Department of Clinical and Experimental Medicine, University of Messina, Via Consolare Valeria, 98125, Messina, Italy.

出版信息

Updates Surg. 2020 Mar;72(1):163-170. doi: 10.1007/s13304-019-00691-8. Epub 2019 Nov 15.
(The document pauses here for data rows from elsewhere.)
//! Status markers shared by command output.

use console::{style, StyledObject};

pub fn success() -> StyledObject<&'static str> {
    style("✓").green()
}

pub fn error() -> StyledObject<&'static str> {
    style("✗").red()
}

pub fn warning() -> StyledObject<&'static str> {
    style("!").yellow()
}

pub fn arrow() -> StyledObject<&'static str> {
    style("→").cyan()
}
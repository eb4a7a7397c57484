//! Types for the extraction service.

use std::path::Path;

use serde::Serialize;

use holerite::{FieldCandidates, HoleriteDraft, JobContext, RubricaEntry, ValidationStatus};

use crate::acquisition::AttemptSummary;

/// One document to extract.
#[derive(Debug, Clone)]
pub struct DocumentJob {
    pub bytes: Vec<u8>,
    pub context: JobContext,
}

impl DocumentJob {
    pub fn new(bytes: Vec<u8>, context: JobContext) -> Self {
        Self { bytes, context }
    }

    /// Read a document from disk. The context's `fonte_arquivo` is set to
    /// the file name when empty.
    pub async fn load(path: &Path, mut context: JobContext) -> std::io::Result<Self> {
        let bytes = tokio::fs::read(path).await?;
        if context.fonte_arquivo.is_empty() {
            context.fonte_arquivo = path
                .file_name()
                .map(|n| n.to_string_lossy().to_string())
                .unwrap_or_else(|| path.display().to_string());
        }
        Ok(Self::new(bytes, context))
    }

    pub fn fonte(&self) -> &str {
        &self.context.fonte_arquivo
    }
}

/// Full result of an extracted job.
#[derive(Debug, Clone, Serialize)]
pub struct ExtractionReport {
    pub draft: HoleriteDraft,
    pub candidates: FieldCandidates,
    pub rubricas: Vec<RubricaEntry>,
    pub attempts: Vec<AttemptSummary>,
}

/// Outcome of one job. Only unreadable input produces no draft.
#[derive(Debug, Clone, Serialize)]
#[serde(tag = "outcome", rename_all = "snake_case")]
pub enum JobOutcome {
    Extracted(Box<ExtractionReport>),
    Rejected { fonte: String, error: String },
    Cancelled { fonte: String },
}

impl JobOutcome {
    pub fn fonte(&self) -> &str {
        match self {
            JobOutcome::Extracted(report) => &report.draft.fonte_arquivo,
            JobOutcome::Rejected { fonte, .. } | JobOutcome::Cancelled { fonte } => fonte,
        }
    }

    pub fn report(&self) -> Option<&ExtractionReport> {
        match self {
            JobOutcome::Extracted(report) => Some(report),
            _ => None,
        }
    }
}

/// Events emitted during a batch for progress tracking.
#[derive(Debug, Clone)]
pub enum ExtractionEvent {
    BatchStarted {
        total_jobs: usize,
    },
    JobStarted {
        index: usize,
        fonte: String,
    },
    TierAttempted {
        index: usize,
        summary: AttemptSummary,
    },
    JobCompleted {
        index: usize,
        fonte: String,
        status: ValidationStatus,
    },
    JobRejected {
        index: usize,
        fonte: String,
        error: String,
    },
    JobCancelled {
        index: usize,
        fonte: String,
    },
    BatchComplete {
        extracted: usize,
        pendente: usize,
        rejected: usize,
        cancelled: usize,
    },
}

/// Results of a batch, in input order.
#[derive(Debug, Clone, Default)]
pub struct BatchSummary {
    pub outcomes: Vec<JobOutcome>,
    pub extracted: usize,
    /// Extracted drafts still flagged for review.
    pub pendente: usize,
    pub rejected: usize,
    pub cancelled: usize,
}

impl BatchSummary {
    pub fn from_outcomes(outcomes: Vec<JobOutcome>) -> Self {
        let mut summary = Self::default();
        for outcome in &outcomes {
            match outcome {
                JobOutcome::Extracted(report) => {
                    summary.extracted += 1;
                    if report.draft.status_validacao == ValidationStatus::Pendente {
                        summary.pendente += 1;
                    }
                }
                JobOutcome::Rejected { .. } => summary.rejected += 1,
                JobOutcome::Cancelled { .. } => summary.cancelled += 1,
            }
        }
        summary.outcomes = outcomes;
        summary
    }
}
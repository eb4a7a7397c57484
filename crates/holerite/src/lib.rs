//! holerite - Brazilian payslip field extraction.
//!
//! Core library: the payslip data model, value normalization, field rules,
//! rubrica parsing, candidate aggregation, and draft assembly. Text
//! acquisition (native layer, OCR, cloud analysis) lives in
//! `holerite-analysis`.

// Model types use `from_str` methods that return Option<Self>,
// not Result<Self, Error> as std::str::FromStr requires.
#![allow(clippy::should_implement_trait)]

pub mod candidates;
pub mod config;
pub mod derive;
pub mod error;
pub mod extract;
pub mod identity;
pub mod models;
pub mod pipeline;
pub mod rubricas;
pub mod structured;
pub mod utils;

pub use candidates::{aggregate, FieldCandidates, PrimaryValues};
pub use error::{ConfigError, RuleError};
pub use extract::FieldRegistry;
pub use models::{
    AcquisitionStrategy, Field, HoleriteDraft, RawText, RubricaEntry, StructuredEvidence,
    ValidationStatus,
};
pub use pipeline::{Acquisition, DraftAssembler, Extraction, JobContext};
pub use utils::money::Money;
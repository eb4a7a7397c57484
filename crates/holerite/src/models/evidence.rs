//! Structured evidence recovered from a document-analysis backend.

use serde::{Deserialize, Serialize};

use crate::utils::text::normalize_key;

/// One table: ordered rows of ordered cell strings.
///
/// Rows are padded so every row has the same width; missing cells are empty.
#[derive(Debug, Clone, Default, PartialEq, Eq, Serialize, Deserialize)]
pub struct TableGrid {
    pub rows: Vec<Vec<String>>,
}

impl TableGrid {
    pub fn new(rows: Vec<Vec<String>>) -> Self {
        let width = rows.iter().map(Vec::len).max().unwrap_or(0);
        let rows = rows
            .into_iter()
            .map(|mut row| {
                row.resize(width, String::new());
                row
            })
            .collect();
        Self { rows }
    }

    pub fn width(&self) -> usize {
        self.rows.first().map(Vec::len).unwrap_or(0)
    }

    pub fn is_empty(&self) -> bool {
        self.rows.is_empty()
    }
}

/// Key-value pairs and table grids from one structured acquisition attempt.
///
/// Always paired with the [`RawText`](super::RawText) of the same attempt.
#[derive(Debug, Clone, Default, PartialEq, Eq, Serialize, Deserialize)]
pub struct StructuredEvidence {
    /// Label → value pairs in reading order. Labels may repeat.
    pub key_values: Vec<(String, String)>,
    pub tables: Vec<TableGrid>,
}

impl StructuredEvidence {
    pub fn is_empty(&self) -> bool {
        self.key_values.is_empty() && self.tables.is_empty()
    }

    /// Values whose label contains every word of `alias`, in order.
    pub fn values_for<'a>(&'a self, alias: &'a str) -> impl Iterator<Item = &'a str> + 'a {
        let alias_words: Vec<String> = normalize_key(alias)
            .split(' ')
            .map(str::to_string)
            .collect();
        self.key_values.iter().filter_map(move |(key, value)| {
            let key = normalize_key(key);
            contains_word_sequence(&key, &alias_words).then_some(value.as_str())
        })
    }

    /// Values whose label equals `label` after normalization.
    pub fn values_exact<'a>(&'a self, label: &'a str) -> impl Iterator<Item = &'a str> + 'a {
        let wanted = normalize_key(label);
        self.key_values
            .iter()
            .filter(move |(key, _)| normalize_key(key) == wanted)
            .map(|(_, value)| value.as_str())
    }
}

/// True when `words` appear in `key` in order (other words may sit between).
fn contains_word_sequence(key: &str, words: &[String]) -> bool {
    let mut remaining = words.iter().peekable();
    for word in key.split(' ') {
        if remaining.peek().is_some_and(|w| *w == word) {
            remaining.next();
        }
    }
    remaining.peek().is_none() && !words.is_empty()
}

#[cfg(test)]
mod tests {
    use super::*;

    fn evidence() -> StructuredEvidence {
        StructuredEvidence {
            key_values: vec![
                ("Total de Descontos:".to_string(), "150,00".to_string()),
                ("Nome".to_string(), "MARIA SOUZA".to_string()),
                ("Nome da Empresa".to_string(), "ACME LTDA".to_string()),
            ],
            tables: Vec::new(),
        }
    }

    #[test]
    fn test_values_for_matches_word_sequence() {
        let ev = evidence();
        let hits: Vec<&str> = ev.values_for("total descontos").collect();
        assert_eq!(hits, vec!["150,00"]);
        assert_eq!(ev.values_for("total proventos").count(), 0);
    }

    #[test]
    fn test_values_exact() {
        let ev = evidence();
        let hits: Vec<&str> = ev.values_exact("nome").collect();
        assert_eq!(hits, vec!["MARIA SOUZA"]);
    }

    #[test]
    fn test_table_grid_pads_rows() {
        let grid = TableGrid::new(vec![
            vec!["a".to_string(), "b".to_string(), "c".to_string()],
            vec!["d".to_string()],
        ]);
        assert_eq!(grid.width(), 3);
        assert_eq!(grid.rows[1], vec!["d", "", ""]);
    }
}
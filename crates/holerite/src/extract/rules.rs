//! Declarative field rules.
//!
//! Each field is described once by a [`FieldDef`]: structured-evidence key
//! aliases, plain-text label patterns, an optional whole-document scan, and
//! the normalizer applied to every value found. [`default_rules`] expands the
//! table into prioritized [`FieldRule`]s consumed by the registry loop.

use std::sync::LazyLock;

use regex::Regex;

use super::document::DocumentText;
use super::normalize::Normalizer;
use super::FieldExtractor;
use crate::error::RuleError;
use crate::models::{Field, StructuredEvidence};
use crate::utils::dates::find_periods;
use crate::utils::text::{fold, CNPJ_PATTERN, CPF_PATTERN};

/// Structured key-value hits.
pub const TIER_STRUCTURED: u8 = 0;
/// Label-proximity search in plain text.
pub const TIER_LABEL: u8 = 1;
/// Whole-document pattern scan.
pub const TIER_SCAN: u8 = 2;

/// A code-led rubrica row: `001  SALARIO BASE ...`.
static ITEM_ROW: LazyLock<Regex> =
    LazyLock::new(|| Regex::new(r"^\s*\d{1,6}[A-Z]?\s+[A-Z]").unwrap());

/// Lines after a label searched for its value.
pub const LABEL_WINDOW: usize = 3;

/// How a rule finds raw values.
#[derive(Debug, Clone)]
pub enum Strategy {
    /// Look up structured key-value evidence. `aliases` match when all their
    /// words appear in the key in order; `exact` match the whole key.
    KeyValue {
        aliases: Vec<String>,
        exact: Vec<String>,
    },
    /// Find a label in the folded text and read the value after it, or on
    /// one of the next `window` lines.
    Label { label: Regex, window: usize },
    /// Scan the whole document.
    Scan(Scanner),
}

#[derive(Debug, Clone)]
pub enum Scanner {
    /// Every match of a pattern, in order.
    Pattern(Regex),
    /// Uppercase line just above (or beside) the first CNPJ.
    CompanyNearCnpj,
    /// Every pay period mentioned.
    Periods,
}

/// One prioritized extraction rule for a field.
#[derive(Debug, Clone)]
pub struct FieldRule {
    pub field: Field,
    pub priority: u8,
    pub strategy: Strategy,
    pub normalizer: Normalizer,
}

impl FieldRule {
    pub fn label(field: Field, pattern: &str, normalizer: Normalizer) -> Result<Self, RuleError> {
        let label = Regex::new(pattern).map_err(|source| RuleError::InvalidPattern {
            field: field.as_str().to_string(),
            source,
        })?;
        Ok(Self {
            field,
            priority: TIER_LABEL,
            strategy: Strategy::Label {
                label,
                window: LABEL_WINDOW,
            },
            normalizer,
        })
    }

    fn from_structured(&self, evidence: &StructuredEvidence, aliases: &[String], exact: &[String]) -> Vec<String> {
        let mut values = Vec::new();
        for alias in aliases {
            values.extend(evidence.values_for(alias).filter_map(|v| self.normalizer.apply(v)));
        }
        for label in exact {
            values.extend(evidence.values_exact(label).filter_map(|v| self.normalizer.apply(v)));
        }
        values
    }

    fn from_labels(&self, doc: &DocumentText, label: &Regex, window: usize) -> Vec<String> {
        let lines = doc.lines();
        let mut values = Vec::new();
        for (idx, line) in lines.iter().enumerate() {
            // Amounts on rubrica rows belong to the row, not to a summary label.
            if self.normalizer == Normalizer::Money && ITEM_ROW.is_match(line.folded()) {
                continue;
            }
            for m in label.find_iter(line.folded()) {
                if let Some(value) = self.normalizer.find_in(line.tail_from(m.end())) {
                    values.push(value);
                    continue;
                }
                let column = line.column_of(m.start());
                let nearby = lines[idx + 1..]
                    .iter()
                    .filter(|l| !l.is_blank())
                    .take(window)
                    .find_map(|l| self.normalizer.find_near(l, column));
                if let Some(value) = nearby {
                    values.push(value);
                }
            }
        }
        values
    }

    fn from_scan(&self, doc: &DocumentText, scanner: &Scanner) -> Vec<String> {
        match scanner {
            Scanner::Pattern(pattern) => pattern
                .find_iter(&fold(doc.text()))
                .filter_map(|m| self.normalizer.apply(m.as_str()))
                .collect(),
            Scanner::Periods => find_periods(doc.text())
                .into_iter()
                .filter_map(|p| self.normalizer.apply(&p.competencia()))
                .collect(),
            Scanner::CompanyNearCnpj => company_near_cnpj(doc, self.normalizer)
                .into_iter()
                .collect(),
        }
    }
}

impl FieldExtractor for FieldRule {
    fn field(&self) -> Field {
        self.field
    }

    fn priority(&self) -> u8 {
        self.priority
    }

    fn extract(
        &self,
        doc: &DocumentText,
        evidence: Option<&StructuredEvidence>,
    ) -> Result<Vec<String>, RuleError> {
        Ok(match &self.strategy {
            Strategy::KeyValue { aliases, exact } => match evidence {
                Some(evidence) => self.from_structured(evidence, aliases, exact),
                None => Vec::new(),
            },
            Strategy::Label { label, window } => self.from_labels(doc, label, *window),
            Strategy::Scan(scanner) => self.from_scan(doc, scanner),
        })
    }
}

/// Header words that sit above the company name but are not it.
const TITLE_WORDS: &[&str] = &[
    "RECIBO",
    "DEMONSTRATIVO",
    "HOLERITE",
    "CONTRACHEQUE",
    "FOLHA",
    "PAGAMENTO",
    "CNPJ",
    "ENDERECO",
    "CEP",
];

fn looks_like_company(text: &str) -> bool {
    let letters: Vec<char> = text.chars().filter(|c| c.is_alphabetic()).collect();
    if letters.len() < 6 {
        return false;
    }
    let upper = letters.iter().filter(|c| c.is_uppercase()).count();
    let folded = fold(text);
    let first_word = folded.split_whitespace().next().unwrap_or("");
    upper * 10 >= letters.len() * 8 && !TITLE_WORDS.contains(&first_word)
}

/// The company name printed beside or above the first CNPJ.
fn company_near_cnpj(doc: &DocumentText, normalizer: Normalizer) -> Option<String> {
    let lines = doc.lines();
    let idx = lines.iter().position(|l| CNPJ_PATTERN.is_match(l.folded()))?;

    let line = &lines[idx];
    let label_start = line.folded().find("CNPJ");
    let number_start = CNPJ_PATTERN.find(line.folded()).map(|m| m.start());
    let cut = label_start.into_iter().chain(number_start).min()?;
    let beside = line.head_to(cut);
    if let Some(chunk) = super::document::chunks_of(beside).into_iter().next() {
        if looks_like_company(chunk.text) {
            if let Some(value) = normalizer.apply(chunk.text) {
                return Some(value);
            }
        }
    }

    lines[idx.saturating_sub(4)..idx]
        .iter()
        .rev()
        .filter(|l| !l.is_blank())
        .filter_map(|l| l.chunks().into_iter().next())
        .filter(|c| looks_like_company(c.text))
        .find_map(|c| normalizer.apply(c.text))
}
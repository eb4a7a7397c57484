//! Block-graph recovery for document-analysis results.
//!
//! Cloud analysis returns a flat list of blocks linked by id: pages contain
//! lines, lines contain words, key blocks point at value blocks, tables
//! contain cells with row/column positions. This module mirrors that shape in
//! crate-owned types and rebuilds key-value pairs and table grids from it.

use std::collections::HashMap;

use serde::{Deserialize, Serialize};
use tracing::{debug, warn};

use crate::models::{StructuredEvidence, TableGrid};

/// Kind of analysis block.
#[derive(Debug, Clone, Copy, PartialEq, Eq, Hash, Serialize, Deserialize)]
#[serde(rename_all = "SCREAMING_SNAKE_CASE")]
pub enum BlockType {
    Page,
    Line,
    Word,
    KeyValueSet,
    Table,
    Cell,
    MergedCell,
    SelectionElement,
    Other,
}

/// Role of a KEY_VALUE_SET block.
#[derive(Debug, Clone, Copy, PartialEq, Eq, Serialize, Deserialize)]
#[serde(rename_all = "SCREAMING_SNAKE_CASE")]
pub enum EntityType {
    Key,
    Value,
    Other,
}

/// Kind of link between blocks.
#[derive(Debug, Clone, Copy, PartialEq, Eq, Serialize, Deserialize)]
#[serde(rename_all = "SCREAMING_SNAKE_CASE")]
pub enum RelationshipType {
    Child,
    Value,
    Other,
}

#[derive(Debug, Clone, PartialEq, Serialize, Deserialize)]
pub struct Relationship {
    pub kind: RelationshipType,
    pub ids: Vec<String>,
}

/// One block of an analysis result.
#[derive(Debug, Clone, PartialEq, Serialize, Deserialize)]
pub struct AnalysisBlock {
    pub id: String,
    pub block_type: BlockType,
    #[serde(default)]
    pub text: Option<String>,
    #[serde(default)]
    pub entity_types: Vec<EntityType>,
    #[serde(default)]
    pub relationships: Vec<Relationship>,
    #[serde(default)]
    pub row_index: Option<u32>,
    #[serde(default)]
    pub column_index: Option<u32>,
    #[serde(default)]
    pub page: Option<u32>,
    #[serde(default)]
    pub selected: Option<bool>,
}

impl AnalysisBlock {
    pub fn new(id: impl Into<String>, block_type: BlockType) -> Self {
        Self {
            id: id.into(),
            block_type,
            text: None,
            entity_types: Vec::new(),
            relationships: Vec::new(),
            row_index: None,
            column_index: None,
            page: None,
            selected: None,
        }
    }

    pub fn with_text(mut self, text: impl Into<String>) -> Self {
        self.text = Some(text.into());
        self
    }

    pub fn with_entity(mut self, entity: EntityType) -> Self {
        self.entity_types.push(entity);
        self
    }

    pub fn with_children(self, ids: &[&str]) -> Self {
        self.with_relationship(RelationshipType::Child, ids)
    }

    pub fn with_value(self, ids: &[&str]) -> Self {
        self.with_relationship(RelationshipType::Value, ids)
    }

    pub fn with_cell_position(mut self, row: u32, column: u32) -> Self {
        self.row_index = Some(row);
        self.column_index = Some(column);
        self
    }

    fn with_relationship(mut self, kind: RelationshipType, ids: &[&str]) -> Self {
        self.relationships.push(Relationship {
            kind,
            ids: ids.iter().map(|s| s.to_string()).collect(),
        });
        self
    }

    fn related(&self, kind: RelationshipType) -> impl Iterator<Item = &str> {
        self.relationships
            .iter()
            .filter(move |r| r.kind == kind)
            .flat_map(|r| r.ids.iter().map(String::as_str))
    }

    fn is_key(&self) -> bool {
        self.block_type == BlockType::KeyValueSet && self.entity_types.contains(&EntityType::Key)
    }
}

/// A complete analysis result: blocks in service order.
#[derive(Debug, Clone, Default, PartialEq, Serialize, Deserialize)]
pub struct DocumentAnalysis {
    pub blocks: Vec<AnalysisBlock>,
}

impl DocumentAnalysis {
    pub fn new(blocks: Vec<AnalysisBlock>) -> Self {
        Self { blocks }
    }

    /// Text of all LINE blocks in reading order, one per line.
    pub fn text_lines(&self) -> String {
        self.blocks
            .iter()
            .filter(|b| b.block_type == BlockType::Line)
            .filter_map(|b| b.text.as_deref())
            .collect::<Vec<_>>()
            .join("\n")
    }

    /// Number of PAGE blocks (at least 1 when any block exists).
    pub fn page_count(&self) -> u32 {
        let pages = self
            .blocks
            .iter()
            .filter(|b| b.block_type == BlockType::Page)
            .count() as u32;
        if pages == 0 && !self.blocks.is_empty() {
            1
        } else {
            pages
        }
    }
}

/// Rebuild key-value pairs and table grids from an analysis result.
pub fn recover(analysis: &DocumentAnalysis) -> StructuredEvidence {
    let index: HashMap<&str, &AnalysisBlock> = analysis
        .blocks
        .iter()
        .map(|b| (b.id.as_str(), b))
        .collect();

    let key_values = recover_key_values(analysis, &index);
    let tables = recover_tables(analysis, &index);

    debug!(
        "Recovered {} key-value pairs and {} tables from {} blocks",
        key_values.len(),
        tables.len(),
        analysis.blocks.len()
    );

    StructuredEvidence { key_values, tables }
}

/// Concatenate a block's child WORD text (and selection marks) in order.
fn child_text(block: &AnalysisBlock, index: &HashMap<&str, &AnalysisBlock>) -> String {
    let mut words: Vec<&str> = Vec::new();
    for id in block.related(RelationshipType::Child) {
        let Some(child) = index.get(id) else {
            continue;
        };
        match child.block_type {
            BlockType::Word => {
                if let Some(text) = child.text.as_deref() {
                    words.push(text);
                }
            }
            BlockType::SelectionElement if child.selected == Some(true) => words.push("X"),
            _ => {}
        }
    }
    words.join(" ")
}

fn recover_key_values(
    analysis: &DocumentAnalysis,
    index: &HashMap<&str, &AnalysisBlock>,
) -> Vec<(String, String)> {
    let mut pairs = Vec::new();
    for key_block in analysis.blocks.iter().filter(|b| b.is_key()) {
        let key = child_text(key_block, index);
        let key = key.trim().trim_end_matches(':').trim().to_string();
        if key.is_empty() {
            continue;
        }
        let value = key_block
            .related(RelationshipType::Value)
            .filter_map(|id| index.get(id))
            .map(|value_block| child_text(value_block, index))
            .filter(|v| !v.trim().is_empty())
            .collect::<Vec<_>>()
            .join(" ");
        pairs.push((key, value.trim().to_string()));
    }
    pairs
}

/// How much larger than its cell count a table's grid may be.
const SPARSE_GRID_FACTOR: usize = 4;
const MIN_GRID_AREA: usize = 64;

fn recover_tables(
    analysis: &DocumentAnalysis,
    index: &HashMap<&str, &AnalysisBlock>,
) -> Vec<TableGrid> {
    let mut tables = Vec::new();
    for table in analysis
        .blocks
        .iter()
        .filter(|b| b.block_type == BlockType::Table)
    {
        let cells: Vec<&AnalysisBlock> = table
            .related(RelationshipType::Child)
            .filter_map(|id| index.get(id).copied())
            .filter(|b| b.block_type == BlockType::Cell)
            .collect();

        let rows = cells.iter().filter_map(|c| c.row_index).max().unwrap_or(0) as usize;
        let cols = cells.iter().filter_map(|c| c.column_index).max().unwrap_or(0) as usize;
        if rows == 0 || cols == 0 {
            continue;
        }
        // Every grid position normally has its own cell block.
        let limit = cells.len().saturating_mul(SPARSE_GRID_FACTOR).max(MIN_GRID_AREA);
        if rows.saturating_mul(cols) > limit {
            warn!(
                "Skipping table {}: {}x{} grid from {} cells",
                table.id,
                rows,
                cols,
                cells.len()
            );
            continue;
        }

        let mut grid = vec![vec![String::new(); cols]; rows];
        for cell in cells {
            let (Some(row), Some(col)) = (cell.row_index, cell.column_index) else {
                continue;
            };
            // Positions are 1-based.
            if row == 0 || col == 0 {
                continue;
            }
            grid[row as usize - 1][col as usize - 1] = child_text(cell, index);
        }
        tables.push(TableGrid::new(grid));
    }
    tables
}

#[cfg(test)]
mod tests {
    use super::*;

    fn word(id: &str, text: &str) -> AnalysisBlock {
        AnalysisBlock::new(id, BlockType::Word).with_text(text)
    }

    #[test]
    fn test_key_value_pairs_join_words_in_order() {
        let analysis = DocumentAnalysis::new(vec![
            AnalysisBlock::new("k1", BlockType::KeyValueSet)
                .with_entity(EntityType::Key)
                .with_children(&["w1", "w2", "w3"])
                .with_value(&["v1"]),
            AnalysisBlock::new("v1", BlockType::KeyValueSet)
                .with_entity(EntityType::Value)
                .with_children(&["w4", "w5"]),
            word("w1", "Líquido"),
            word("w2", "a"),
            word("w3", "Receber:"),
            word("w4", "1.850,00"),
            word("w5", ""),
        ]);

        let evidence = recover(&analysis);
        assert_eq!(
            evidence.key_values,
            vec![("Líquido a Receber".to_string(), "1.850,00".to_string())]
        );
    }

    #[test]
    fn test_key_without_value_kept_empty() {
        let analysis = DocumentAnalysis::new(vec![
            AnalysisBlock::new("k1", BlockType::KeyValueSet)
                .with_entity(EntityType::Key)
                .with_children(&["w1"]),
            word("w1", "CPF"),
        ]);
        let evidence = recover(&analysis);
        assert_eq!(evidence.key_values, vec![("CPF".to_string(), String::new())]);
    }

    #[test]
    fn test_table_missing_cells_stay_empty() {
        let analysis = DocumentAnalysis::new(vec![
            AnalysisBlock::new("t1", BlockType::Table).with_children(&["c11", "c12", "c13", "c21", "c23"]),
            AnalysisBlock::new("c11", BlockType::Cell)
                .with_cell_position(1, 1)
                .with_children(&["w1"]),
            AnalysisBlock::new("c12", BlockType::Cell)
                .with_cell_position(1, 2)
                .with_children(&["w2"]),
            AnalysisBlock::new("c13", BlockType::Cell)
                .with_cell_position(1, 3)
                .with_children(&["w3"]),
            AnalysisBlock::new("c21", BlockType::Cell)
                .with_cell_position(2, 1)
                .with_children(&["w4", "w5"]),
            AnalysisBlock::new("c23", BlockType::Cell)
                .with_cell_position(2, 3)
                .with_children(&["w6"]),
            word("w1", "Descrição"),
            word("w2", "Referência"),
            word("w3", "Vencimentos"),
            word("w4", "SALARIO"),
            word("w5", "BASE"),
            word("w6", "2.000,00"),
        ]);

        let evidence = recover(&analysis);
        assert_eq!(evidence.tables.len(), 1);
        assert_eq!(
            evidence.tables[0].rows,
            vec![
                vec!["Descrição", "Referência", "Vencimentos"],
                vec!["SALARIO BASE", "", "2.000,00"],
            ]
        );
    }

    #[test]
    fn test_table_with_runaway_index_is_skipped() {
        let analysis = DocumentAnalysis::new(vec![
            AnalysisBlock::new("t1", BlockType::Table).with_children(&["c11", "cx"]),
            AnalysisBlock::new("c11", BlockType::Cell)
                .with_cell_position(1, 1)
                .with_children(&["w1"]),
            AnalysisBlock::new("cx", BlockType::Cell)
                .with_cell_position(u32::MAX, 2)
                .with_children(&["w2"]),
            AnalysisBlock::new("t2", BlockType::Table).with_children(&["d11", "d12"]),
            AnalysisBlock::new("d11", BlockType::Cell)
                .with_cell_position(1, 1)
                .with_children(&["w3"]),
            AnalysisBlock::new("d12", BlockType::Cell)
                .with_cell_position(1, 2)
                .with_children(&["w4"]),
            word("w1", "Descrição"),
            word("w2", "lixo"),
            word("w3", "SALARIO"),
            word("w4", "2.000,00"),
        ]);

        let evidence = recover(&analysis);
        assert_eq!(evidence.tables.len(), 1);
        assert_eq!(evidence.tables[0].rows, vec![vec!["SALARIO", "2.000,00"]]);
    }

    #[test]
    fn test_text_lines_and_pages() {
        let analysis = DocumentAnalysis::new(vec![
            AnalysisBlock::new("p1", BlockType::Page),
            AnalysisBlock::new("l1", BlockType::Line).with_text("ACME LTDA"),
            AnalysisBlock::new("l2", BlockType::Line).with_text("CNPJ 12.345.678/0001-90"),
        ]);
        assert_eq!(analysis.text_lines(), "ACME LTDA\nCNPJ 12.345.678/0001-90");
        assert_eq!(analysis.page_count(), 1);
    }
}
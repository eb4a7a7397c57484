//! Text acquisition and batch extraction for holerite.
//!
//! Turns document bytes into the acquisition attempts the core assembler
//! consumes: the embedded PDF text layer (poppler), local OCR (tesseract),
//! and optionally a cloud document-analysis service. The extraction service
//! runs single jobs and bounded-concurrency batches on top of that.

pub mod acquisition;
pub mod cloud;
pub mod ocr;
pub mod services;

pub use acquisition::{AcquisitionOutcome, AttemptSummary, DocumentError, TextAcquirer};
pub use cloud::{CloudError, DocumentAnalyzer};
pub use ocr::{ExtractionError, OcrBackend, OcrError, TesseractBackend, TextExtractor, TextLayer};
pub use services::{
    BatchSummary, DocumentJob, ExtractionEvent, ExtractionReport, ExtractionService, JobOutcome,
};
DOI:10.1007/s13304-019-00691-8
PMID:31729630
Abstract

The aim of this study is to assess the morbidity and mortality related to cytoreductive surgery (CRS) plus hyperthermic intraperitoneal chemotherapy (HIPEC) in patients with colo-rectal carcinomatosis. A retrospective multi-institutional study from seven Italian Centers was performed. One hundred and seventy-two patients, submitted to cytoreductive surgery (CRS) plus hyperthermic intraperitoneal chemotherapy (HIPEC) to treat carcinomatosis of colorectal origin, were recorded. Postoperative morbidity was evaluated in accordance with the National Cancer Institute (NCI) Common Terminology Criteria for Adverse Events (CTCAE) v4.03. Post-operative mortality was evaluated as patients' death within 60 days from surgical procedures. Predictors of morbidity were evaluated with univariate and multivariate analyses. Post-operative morbidity occurred in 83 patients (48.3%): grades 1-2 in 29 cases (16.9%), and grades 3-4 in 54 (31.4%). Mortality occurred in four cases (2.3%). Number of anastomoses (OR 1.45; 95% CI 1.05-2.00; p = 0.024), number of blood transfusions (OR 1.31; 95% CI 1.11-1.54; p = 0.001) and chemotherapy regimen [Oxaliplatin (OX): OR 2.87; 95% CI 1.22-6.75; p = 0.015] remained, in multivariate analysis, in a statistically significant correlation with overall morbidity. The only variable that was proven to have statistically significant correlation with 3-4 morbidity was the number of blood transfusions (OR 1.25; 95% CI 1.07-1.46; p = 0.005). Morbidity and mortality do not preclude the use of CRS plus HIPEC in the treatment of peritoneal carcinomatosis of colorectal origin.

摘要

本研究旨在评估结直肠肿瘤腹膜转移患者行细胞减灭术(CRS)加腹腔热灌注化疗(HIPEC)的发病率和死亡率。对来自意大利 7 家中心的多机构回顾性研究进行了分析。记录了 172 名接受细胞减灭术(CRS)加腹腔热灌注化疗(HIPEC)治疗结直肠来源肿瘤腹膜转移的患者。根据国家癌症研究所(NCI)常见不良事件术语标准(CTCAE)v4.03 评估术后发病率。术后死亡率评估为手术后 60 天内患者死亡。使用单变量和多变量分析评估发病率的预测因素。83 例患者(48.3%)发生术后并发症:29 例(16.9%)为 1-2 级,54 例(31.4%)为 3-4 级。4 例(2.3%)死亡。吻合口数量(OR 1.45;95%CI 1.05-2.00;p=0.024)、输血次数(OR 1.31;95%CI 1.11-1.54;p=0.001)和化疗方案[奥沙利铂(OX):OR 2.87;95%CI 1.22-6.75;p=0.015]在多变量分析中与总体发病率呈统计学显著相关。只有输血次数(OR 1.25;95%CI 1.07-1.46;p=0.005)与 3-4 级发病率有统计学显著相关性。发病率和死亡率并不排除 CRS 加 HIPEC 在治疗结直肠来源腹膜转移中的应用。